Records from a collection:
/---
//! SettingsRegistry: one settings instance per open window.
//!
//! The registry is the plugin's in-memory identity map from a window id to
//! the [`ConfigSettings`] instance for that window.
//!
//! # Window lifecycle (for beginners)
//!
//! ```text
//!   (no entry) ── get(id) ──►  registered  ── close(id) ──►  (no entry)
//!                               │      ▲
//!                               └──────┘  get(id) returns the same instance
//! ```
//!
//! - The first `get` for a window creates its instance.
//! - Every later `get` returns the same `Rc` until the window closes.
//! - After `close`, a `get` with the same numeric id (hosts do reuse ids)
//!   builds a fresh instance; old state is never resurrected.
//!
//! Detached instances (no active window) are created on demand and are never
//! registered, so `close` cannot reach them and reload broadcasts skip them.
//!
//! # Change propagation
//!
//! [`SettingsRegistry::new`] subscribes to the store.  When the store reports
//! a change, every registered instance is reloaded.  The subscription only
//! holds a `Weak` reference to the map, so dropping the registry silences it.

use std::cell::RefCell;
use std::collections::HashMap;
use std::rc::{Rc, Weak};

use tracing::{debug, info};

use super::settings::ConfigSettings;
use crate::store::PersistedStore;

/// Host-assigned window identifier.
pub type WindowId = u64;

/// Shared handle to a settings instance.  Identity is `Rc::ptr_eq`.
pub type SettingsHandle = Rc<ConfigSettings>;

type WindowMap = RefCell<HashMap<WindowId, SettingsHandle>>;

/// Identity map from window id to settings instance.
///
/// # HashMap choice
///
/// Lookups are by id only; iteration order is irrelevant (reload broadcasts
/// touch every entry).
pub struct SettingsRegistry {
    store: Rc<dyn PersistedStore>,
    windows: Rc<WindowMap>,
}

impl SettingsRegistry {
    /// Creates an empty registry and installs the store's change subscriber.
    ///
    /// The store keeps a single subscriber; any previous one is replaced.
    pub fn new(store: Rc<dyn PersistedStore>) -> Self {
        let windows: Rc<WindowMap> = Rc::new(RefCell::new(HashMap::new()));
        let weak: Weak<WindowMap> = Rc::downgrade(&windows);
        store.subscribe(Box::new(move || {
            if let Some(windows) = weak.upgrade() {
                debug!("settings resource changed; reloading all windows");
                reload_registered(&windows);
            }
        }));
        Self { store, windows }
    }

    /// Returns the instance for `id`, creating and registering it if needed.
    pub fn get(&self, id: WindowId) -> SettingsHandle {
        let mut windows = self.windows.borrow_mut();
        let handle = windows.entry(id).or_insert_with(|| {
            info!("window {id}: settings created");
            Rc::new(ConfigSettings::new(Rc::clone(&self.store)))
        });
        Rc::clone(handle)
    }

    /// Returns a new instance that belongs to no window.
    pub fn get_detached(&self) -> SettingsHandle {
        debug!("detached settings created");
        Rc::new(ConfigSettings::new(Rc::clone(&self.store)))
    }

    /// Resolves settings for an optional window, falling back to a detached
    /// instance when there is no window.
    pub fn settings_for(&self, window: Option<WindowId>) -> SettingsHandle {
        match window {
            Some(id) => self.get(id),
            None => self.get_detached(),
        }
    }

    /// Discards the entry for `id`.  Returns `true` if one existed.
    pub fn close(&self, id: WindowId) -> bool {
        // Bind first so the map borrow ends before the instance is dropped.
        let removed = self.windows.borrow_mut().remove(&id);
        match removed {
            Some(_) => {
                info!("window {id}: settings discarded");
                true
            }
            None => false,
        }
    }

    /// Returns `true` if `id` has a registered instance.
    pub fn is_open(&self, id: WindowId) -> bool {
        self.windows.borrow().contains_key(&id)
    }

    /// Ids of all registered windows, ascending.
    pub fn window_ids(&self) -> Vec<WindowId> {
        let mut ids: Vec<WindowId> = self.windows.borrow().keys().copied().collect();
        ids.sort_unstable();
        ids
    }

    pub fn len(&self) -> usize {
        self.windows.borrow().len()
    }

    pub fn is_empty(&self) -> bool {
        self.windows.borrow().is_empty()
    }

    /// Reloads every registered instance, as a store change would.
    pub fn reload_all(&self) {
        reload_registered(&self.windows);
    }

    /// The store shared by every instance this registry creates.
    pub fn store(&self) -> Rc<dyn PersistedStore> {
        Rc::clone(&self.store)
    }
}

/// Snapshots the live handles, then reloads them with no map borrow held.
fn reload_registered(windows: &WindowMap) {
    let handles: Vec<SettingsHandle> = windows.borrow().values().cloned().collect();
    for handle in handles {
        handle.reload();
    }
}

#[cfg(test)]
mod tests {
    use super::*;
    use crate::domain::settings::SettingsMap;
    use crate::store::memory::MemoryStore;
    use crate::SettingValue;

    fn int(v: i64) -> SettingValue {
        SettingValue::Integer(v)
    }

    fn registry_with(store: &Rc<MemoryStore>) -> SettingsRegistry {
        SettingsRegistry::new(Rc::clone(store) as Rc<dyn PersistedStore>)
    }

    #[test]
    fn test_registry_starts_empty() {
        let store = Rc::new(MemoryStore::new());
        let registry = registry_with(&store);
        assert!(registry.is_empty());
        assert!(store.has_subscriber());
    }

    #[test]
    fn test_get_same_window_returns_same_instance() {
        // Arrange
        let store = Rc::new(MemoryStore::new());
        let registry = registry_with(&store);

        // Act
        let first = registry.get(5);
        let second = registry.get(5);

        // Assert
        assert!(Rc::ptr_eq(&first, &second));
        assert_eq!(registry.len(), 1);
    }

    #[test]
    fn test_different_windows_get_different_instances() {
        let store = Rc::new(MemoryStore::new());
        let registry = registry_with(&store);

        let a = registry.get(1);
        let b = registry.get(2);

        assert!(!Rc::ptr_eq(&a, &b));
        assert_eq!(registry.window_ids(), vec![1, 2]);
    }

    #[test]
    fn test_close_then_get_builds_fresh_instance() {
        // Arrange
        let store = Rc::new(MemoryStore::new());
        let registry = registry_with(&store);
        let before = registry.get(5);
        before.set_user_specified("x", int(1));

        // Act
        assert!(registry.close(5));
        let after = registry.get(5);

        // Assert
        assert!(!Rc::ptr_eq(&before, &after));
        assert!(!after.has_user_specified(), "state must not be resurrected");
    }

    #[test]
    fn test_close_unknown_window_is_noop() {
        let store = Rc::new(MemoryStore::new());
        let registry = registry_with(&store);
        registry.get(1);

        assert!(!registry.close(99));
        assert!(registry.is_open(1));
    }

    #[test]
    fn test_detached_instances_are_not_registered() {
        let store = Rc::new(MemoryStore::new());
        let registry = registry_with(&store);

        let a = registry.get_detached();
        let b = registry.get_detached();

        assert!(!Rc::ptr_eq(&a, &b));
        assert!(registry.is_empty());
    }

    #[test]
    fn test_settings_for_none_is_detached() {
        let store = Rc::new(MemoryStore::new());
        let registry = registry_with(&store);

        let detached = registry.settings_for(None);
        let windowed = registry.settings_for(Some(3));

        assert!(!Rc::ptr_eq(&detached, &windowed));
        assert!(Rc::ptr_eq(&windowed, &registry.get(3)));
        assert_eq!(registry.len(), 1);
    }

    #[test]
    fn test_store_change_reloads_every_registered_window() {
        // Arrange
        let store = Rc::new(MemoryStore::with_entries([("default_y", int(2))]));
        let registry = registry_with(&store);
        let one = registry.get(1);
        let two = registry.get(2);
        one.set_user_specified("x", int(1));
        one.get("y").unwrap();
        two.get("y").unwrap();

        // Act: an external edit fires the store's change callback.
        store.external_set("default_y", int(20));

        // Assert
        assert_eq!(one.entries(), vec![("x".to_string(), int(1))]);
        assert!(two.is_empty());
        assert_eq!(one.get("y").unwrap(), int(20));
        assert_eq!(two.get("y").unwrap(), int(20));
    }

    #[test]
    fn test_store_change_skips_detached_instances() {
        let store = Rc::new(MemoryStore::with_entries([("default_y", int(2))]));
        let registry = registry_with(&store);
        let detached = registry.get_detached();
        detached.get("y").unwrap();

        store.external_set("default_y", int(20));

        assert_eq!(detached.get("y").unwrap(), int(2), "detached cache untouched");
    }

    #[test]
    fn test_closed_window_is_not_reloaded() {
        let store = Rc::new(MemoryStore::with_entries([("default_y", int(2))]));
        let registry = registry_with(&store);
        let orphan = registry.get(4);
        orphan.get("y").unwrap();
        registry.close(4);

        store.external_set("default_y", int(20));

        assert_eq!(orphan.get("y").unwrap(), int(2));
    }

    #[test]
    fn test_save_in_one_window_is_visible_in_another_after_notification() {
        // Arrange
        let store = Rc::new(MemoryStore::new());
        let registry = registry_with(&store);
        let editor = registry.get(1);
        let other = registry.get(2);
        editor.set_user_specified("tabSize", int(4));

        // Act
        editor.save().unwrap();

        // Assert
        assert!(!editor.has_user_specified());
        assert_eq!(other.get("tabSize").unwrap(), int(4));
    }

    #[test]
    fn test_dropped_registry_silences_subscription() {
        let store = Rc::new(MemoryStore::new());
        let handle = {
            let registry = registry_with(&store);
            let handle = registry.get(1);
            handle.set("adhoc", int(1));
            handle
        };

        store.external_set("default_z", int(0));

        assert!(handle.contains("adhoc"), "no reload after the registry is gone");
    }

    #[test]
    fn test_reload_all_is_reentrant_with_get() {
        // A reload broadcast must not hold the map borrow while reloading.
        let store = Rc::new(MemoryStore::new());
        let registry = registry_with(&store);
        registry.get(1).set("adhoc", int(1));

        registry.reload_all();
        let again = registry.get(1);

        assert!(again.is_empty());
    }
}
\---
- Work item -
The lines you need are those containing "editor"; find them in the records and copy them.

- Response below -
        let editor = registry.get(1);
        editor.set_user_specified("tabSize", int(4));
        editor.save().unwrap();
        assert!(!editor.has_user_specified());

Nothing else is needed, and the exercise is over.